RECORDS TO PROCESS:
-.-.-
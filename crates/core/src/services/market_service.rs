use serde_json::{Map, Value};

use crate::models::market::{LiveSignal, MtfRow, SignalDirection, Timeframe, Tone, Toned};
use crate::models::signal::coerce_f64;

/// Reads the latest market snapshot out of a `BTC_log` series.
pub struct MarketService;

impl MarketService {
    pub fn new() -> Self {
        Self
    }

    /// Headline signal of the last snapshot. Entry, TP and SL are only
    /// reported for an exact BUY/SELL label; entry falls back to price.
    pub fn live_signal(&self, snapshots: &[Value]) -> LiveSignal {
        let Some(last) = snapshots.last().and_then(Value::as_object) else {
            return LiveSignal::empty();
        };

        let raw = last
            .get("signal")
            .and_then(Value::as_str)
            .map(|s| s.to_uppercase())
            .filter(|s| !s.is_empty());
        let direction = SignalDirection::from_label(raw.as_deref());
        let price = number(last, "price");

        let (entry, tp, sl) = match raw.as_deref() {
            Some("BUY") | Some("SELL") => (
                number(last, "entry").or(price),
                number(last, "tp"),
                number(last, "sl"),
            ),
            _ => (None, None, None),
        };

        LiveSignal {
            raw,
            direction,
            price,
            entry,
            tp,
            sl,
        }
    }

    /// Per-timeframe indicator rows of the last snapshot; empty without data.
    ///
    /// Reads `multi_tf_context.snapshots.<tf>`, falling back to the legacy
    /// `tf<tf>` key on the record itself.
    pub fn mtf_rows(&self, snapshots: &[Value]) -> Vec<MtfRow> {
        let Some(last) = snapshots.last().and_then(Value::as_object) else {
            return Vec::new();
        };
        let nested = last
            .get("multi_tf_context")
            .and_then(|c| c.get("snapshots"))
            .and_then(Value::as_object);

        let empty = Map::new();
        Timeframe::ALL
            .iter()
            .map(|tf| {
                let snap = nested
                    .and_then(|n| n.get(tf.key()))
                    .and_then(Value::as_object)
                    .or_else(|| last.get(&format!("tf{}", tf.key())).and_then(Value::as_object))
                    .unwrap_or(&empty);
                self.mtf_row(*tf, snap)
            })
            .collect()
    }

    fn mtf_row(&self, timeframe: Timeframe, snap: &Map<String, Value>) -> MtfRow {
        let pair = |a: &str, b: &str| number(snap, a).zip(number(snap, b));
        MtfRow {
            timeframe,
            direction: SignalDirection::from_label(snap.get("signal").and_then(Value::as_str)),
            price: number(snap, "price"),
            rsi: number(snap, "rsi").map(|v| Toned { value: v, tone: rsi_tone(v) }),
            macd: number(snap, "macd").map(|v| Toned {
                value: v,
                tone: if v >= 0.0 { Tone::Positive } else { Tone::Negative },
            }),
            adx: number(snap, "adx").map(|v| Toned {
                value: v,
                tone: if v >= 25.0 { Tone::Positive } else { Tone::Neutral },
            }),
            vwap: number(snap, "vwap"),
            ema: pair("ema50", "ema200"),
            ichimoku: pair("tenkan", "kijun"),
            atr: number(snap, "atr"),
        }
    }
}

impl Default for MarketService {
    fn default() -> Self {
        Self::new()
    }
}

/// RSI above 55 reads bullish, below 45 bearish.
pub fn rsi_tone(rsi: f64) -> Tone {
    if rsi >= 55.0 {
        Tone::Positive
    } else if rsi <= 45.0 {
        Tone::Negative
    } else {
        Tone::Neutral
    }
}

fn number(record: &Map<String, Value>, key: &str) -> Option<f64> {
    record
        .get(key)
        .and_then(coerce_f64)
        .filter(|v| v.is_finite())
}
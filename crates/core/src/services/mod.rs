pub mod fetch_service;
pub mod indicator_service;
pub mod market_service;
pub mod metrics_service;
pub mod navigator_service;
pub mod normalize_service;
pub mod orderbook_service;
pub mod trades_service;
-.-.-
WHAT IS REQUIRED: Report each line above that includes the string "SignalDirection".

RESPONSE BELOW:
use crate::models::market::{LiveSignal, MtfRow, SignalDirection, Timeframe, Tone, Toned};
        let direction = SignalDirection::from_label(raw.as_deref());
            direction: SignalDirection::from_label(snap.get("signal").and_then(Value::as_str)),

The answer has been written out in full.